The major differences between the original 2116 architecture and the BPC microprocessor are a completely redesigned I/O structure, the removal of multiple levels of indirect addressing, and the provision of a stack register for subroutine call and return. The elimination of multiple indirection made an additional bit available in a memory word containing an indirect address, allowing the maximum memory capacity to be increased from 32K 16-bit words to 64K. The BPC also added an input allowing the "current page" to be relative to the location of the current instruction, rather than a power-of-two aligned page.

The BPC was used in a wide range of HP computers, peripherals, and test equipment, until it was discontinued in the late 1980s.

Poland manufactured an HP 2114B clone starting in 1973. The Polish clones were called MKJ-28 (prototype, 1973), SMC-3 (pilot production, 17 machines, 1975–1977), and PRS-4 (production in series over 150 machines, 1978–1987).

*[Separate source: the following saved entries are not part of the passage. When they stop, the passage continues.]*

//! Application configuration for opagen.
//!
//! User config lives at `~/.opagen/opagen.toml`.
//! CLI flags override config file values, which override defaults.

use std::path::{Path, PathBuf};

use serde::{Deserialize, Serialize};

use crate::error::{OpagenError, Result};

/// Default configuration file name.
const CONFIG_FILE_NAME: &str = "opagen.toml";

/// Default config directory name under the user's home.
const CONFIG_DIR_NAME: &str = ".opagen";

// ---------------------------------------------------------------------------
// Config structs (matching opagen.toml schema)
// ---------------------------------------------------------------------------

/// Top-level application config, deserialized from TOML.
#[derive(Debug, Clone, Default, Serialize, Deserialize)]
pub struct AppConfig {
    /// Global defaults.
    #[serde(default)]
    pub defaults: DefaultsConfig,
}

/// `[defaults]` section.
#[derive(Debug, Clone, Serialize, Deserialize)]
pub struct DefaultsConfig {
    /// Directory holding installed `.docx` templates.
    #[serde(default = "default_templates_dir")]
    pub templates_dir: String,

    /// Directory delivered artifacts are persisted into.
    #[serde(default = "default_output_dir")]
    pub output_dir: String,

    /// Template name requested when the CLI is given none.
    #[serde(default = "default_template")]
    pub template: String,
}

impl Default for DefaultsConfig {
    fn default() -> Self {
        Self {
            templates_dir: default_templates_dir(),
            output_dir: default_output_dir(),
            template: default_template(),
        }
    }
}

fn default_templates_dir() -> String {
    "~/.opagen/templates".into()
}
fn default_output_dir() -> String {
    "~/opagen-documents".into()
}
fn default_template() -> String {
    "default".into()
}

// ---------------------------------------------------------------------------
// Config loading
// ---------------------------------------------------------------------------

/// Get the path to the config directory (`~/.opagen/`).
pub fn config_dir() -> Result<PathBuf> {
    let home = dirs::home_dir()
        .ok_or_else(|| OpagenError::config("could not determine home directory"))?;
    Ok(home.join(CONFIG_DIR_NAME))
}

/// Get the path to the config file (`~/.opagen/opagen.toml`).
pub fn config_file_path() -> Result<PathBuf> {
    Ok(config_dir()?.join(CONFIG_FILE_NAME))
}

/// Load the application config from disk. Returns defaults if the file does not exist.
pub fn load_config() -> Result<AppConfig> {
    let path = config_file_path()?;

    if !path.exists() {
        tracing::debug!(?path, "config file not found, using defaults");
        return Ok(AppConfig::default());
    }

    load_config_from(&path)
}

/// Load the application config from a specific file path.
pub fn load_config_from(path: &Path) -> Result<AppConfig> {
    let content =
        std::fs::read_to_string(path).map_err(|e| OpagenError::artifact_io(path, e))?;

    toml::from_str(&content)
        .map_err(|e| OpagenError::config(format!("failed to parse {}: {e}", path.display())))
}

/// Create the config directory and write a default config file.
/// Returns the path to the created file.
pub fn init_config() -> Result<PathBuf> {
    let dir = config_dir()?;
    std::fs::create_dir_all(&dir).map_err(|e| OpagenError::artifact_io(&dir, e))?;

    let path = dir.join(CONFIG_FILE_NAME);
    let config = AppConfig::default();
    let content =
        toml::to_string_pretty(&config).map_err(|e| OpagenError::config(e.to_string()))?;

    std::fs::write(&path, content).map_err(|e| OpagenError::artifact_io(&path, e))?;
    tracing::info!(?path, "created default config file");

    Ok(path)
}

/// Expand a leading `~/` to the user's home directory.
pub fn expand_tilde(path: &str) -> PathBuf {
    if let Some(rest) = path.strip_prefix("~/") {
        if let Some(home) = dirs::home_dir() {
            return home.join(rest);
        }
    }
    PathBuf::from(path)
}

#[cfg(test)]
mod tests {
    use super::*;

    #[test]
    fn default_config_serializes() {
        let config = AppConfig::default();
        let toml_str = toml::to_string_pretty(&config).expect("serialize default config");
        assert!(toml_str.contains("templates_dir"));
        assert!(toml_str.contains("output_dir"));
    }

    #[test]
    fn config_roundtrip() {
        let config = AppConfig::default();
        let toml_str = toml::to_string_pretty(&config).expect("serialize");
        let parsed: AppConfig = toml::from_str(&toml_str).expect("deserialize");
        assert_eq!(parsed.defaults.template, "default");
        assert_eq!(parsed.defaults.templates_dir, "~/.opagen/templates");
    }

    #[test]
    fn partial_config_fills_defaults() {
        let toml_str = r#"
[defaults]
output_dir = "/srv/agreements"
"#;
        let config: AppConfig = toml::from_str(toml_str).expect("parse");
        assert_eq!(config.defaults.output_dir, "/srv/agreements");
        assert_eq!(config.defaults.template, "default");
    }

    #[test]
    fn tilde_expansion_leaves_absolute_paths() {
        let path = expand_tilde("/var/templates");
        assert_eq!(path, PathBuf::from("/var/templates"));
    }
}
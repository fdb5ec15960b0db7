//! Enumerated style tokens and their WordprocessingML definitions.
//!
//! Style references are enum tokens resolved through this registry, so an
//! invalid style name is a compile-time error rather than a runtime lookup
//! against a string table. The registry is also the single source for the
//! generated `word/styles.xml` part.

/// Paragraph style tokens.
#[derive(Debug, Clone, Copy, PartialEq, Eq, Hash)]
pub enum ParaStyle {
    Heading1,
    Heading2,
    ListNumber,
    ListBullet,
}

/// Resolved definition of a paragraph style.
#[derive(Debug, Clone, Copy)]
pub struct ParaSpec {
    /// The `w:styleId` written into the document part.
    pub id: &'static str,
    /// The `w:name` shown in word processors.
    pub name: &'static str,
    pub bold: bool,
    /// Font size in half-points, if the style overrides the default.
    pub size_half_points: Option<u32>,
    /// Outline level for headings.
    pub outline_level: Option<u32>,
    /// Left indent in twips for list styles.
    pub indent_twips: Option<u32>,
}

impl ParaStyle {
    /// All paragraph styles, in `styles.xml` emission order.
    pub const ALL: [ParaStyle; 4] = [
        ParaStyle::Heading1,
        ParaStyle::Heading2,
        ParaStyle::ListNumber,
        ParaStyle::ListBullet,
    ];

    /// Resolve this token to its definition.
    pub fn spec(self) -> ParaSpec {
        match self {
            ParaStyle::Heading1 => ParaSpec {
                id: "Heading1",
                name: "heading 1",
                bold: true,
                size_half_points: Some(28),
                outline_level: Some(0),
                indent_twips: None,
            },
            ParaStyle::Heading2 => ParaSpec {
                id: "Heading2",
                name: "heading 2",
                bold: true,
                size_half_points: Some(24),
                outline_level: Some(1),
                indent_twips: None,
            },
            ParaStyle::ListNumber => ParaSpec {
                id: "ListNumber",
                name: "List Number",
                bold: false,
                size_half_points: None,
                outline_level: None,
                indent_twips: Some(720),
            },
            ParaStyle::ListBullet => ParaSpec {
                id: "ListBullet",
                name: "List Bullet",
                bold: false,
                size_half_points: None,
                outline_level: None,
                indent_twips: Some(720),
            },
        }
    }
}

/// Table style tokens.
#[derive(Debug, Clone, Copy, PartialEq, Eq, Hash)]
pub enum TableStyle {
    /// Banded listing table used for capitalization tables.
    LightList,
    /// Fully gridded table used for the signature page.
    TableGrid,
}

/// Resolved definition of a table style.
#[derive(Debug, Clone, Copy)]
pub struct TableSpec {
    pub id: &'static str,
    pub name: &'static str,
}

impl TableStyle {
    /// All table styles, in `styles.xml` emission order.
    pub const ALL: [TableStyle; 2] = [TableStyle::LightList, TableStyle::TableGrid];

    /// Resolve this token to its definition.
    pub fn spec(self) -> TableSpec {
        match self {
            TableStyle::LightList => TableSpec {
                id: "LightList",
                name: "Light List",
            },
            TableStyle::TableGrid => TableSpec {
                id: "TableGrid",
                name: "Table Grid",
            },
        }
    }
}
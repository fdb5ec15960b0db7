//! Display formatting rules for agreement values.
//!
//! Pure value-to-string functions shared by the context builder and the
//! procedural document builder. Missing-value policy is caller-supplied
//! where the document uses divergent conventions: the members summary
//! table shows [`MONEY_NOT_APPLICABLE`] for an absent commitment while the
//! Article III member table shows [`MONEY_SERVICES`]. The two conventions
//! are deliberate and must not be unified.

use chrono::NaiveDate;

/// Missing-money placeholder used by the members summary table.
pub const MONEY_NOT_APPLICABLE: &str = "N/A";

/// Missing-money placeholder used by the Article III member table: a zero
/// commitment there means the member contributes services.
pub const MONEY_SERVICES: &str = "Services";

/// Placeholder for an unknown principal place of business.
pub const TO_BE_CONFIRMED: &str = "[To be confirmed]";

/// Placeholder for an unknown registered agent.
pub const INSERT_AGENT: &str = "[Insert name & address]";

/// Placeholder for an unstated company purpose.
pub const INSERT_PURPOSE: &str = "[insert purpose]";

/// Format a pound amount with thousands grouping and no decimals
/// (`£50,000`). A zero amount yields the caller's missing-value
/// placeholder.
pub fn money(amount: f64, when_missing: &str) -> String {
    if amount == 0.0 {
        return when_missing.to_string();
    }
    let rounded = amount.round();
    let grouped = group_thousands(rounded.abs() as u64);
    if rounded < 0.0 {
        format!("£-{grouped}")
    } else {
        format!("£{grouped}")
    }
}

/// Format a percentage interest to one decimal place (`12.3%`). Zero is
/// treated as unset and yields `TBD`.
pub fn percentage(value: f64) -> String {
    if value == 0.0 {
        "TBD".to_string()
    } else {
        format!("{value:.1}%")
    }
}

/// Format a date as `{day} {full month name} {year}` (`15 January 2024`).
pub fn long_date(date: NaiveDate) -> String {
    date.format("%-d %B %Y").to_string()
}

/// The value when present and non-empty, else the bracketed instructive
/// placeholder.
pub fn or_placeholder(value: Option<&str>, placeholder: &str) -> String {
    match value {
        Some(s) if !s.is_empty() => s.to_string(),
        _ => placeholder.to_string(),
    }
}

fn group_thousands(value: u64) -> String {
    let digits = value.to_string();
    let bytes = digits.as_bytes();
    let mut grouped = String::with_capacity(digits.len() + digits.len() / 3);
    for (i, byte) in bytes.iter().enumerate() {
        if i > 0 && (bytes.len() - i) % 3 == 0 {
            grouped.push(',');
        }
        grouped.push(*byte as char);
    }
    grouped
}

Czechoslovakia produced its own HP 1000 compatible clones, designated ADT4000 (4300, 4500, 4700, 4900). The vendors Aritma Prague (development), ZPA Čakovice, and ZPA Trutnov delivered more than 1,000 units between 1973 and 1990. Those computers served in power plants, including nuclear ones, other industry, military, at universities, etc., for their high reliability and real-time features. Operating systems were DOS/ADT (several versions) and Unix. The oldest hybrid ADT7000 (1974) was composed of digital ADT4000 and analog ADT3000 parts, but only the digital part was interesting for customers. ADT4316 (1976) had 16K words of ferrite core memory, the ADT4500 (1978) up to 4M words of semiconductor RAM. The ADT 4900 was designed as a single-board computer, but its mass production did not start. Czechoslovak People's Army used ADT-based MOMI 1 and MOMI 2 mobile minicomputers, built into a container carried by the Tatra 148 truck.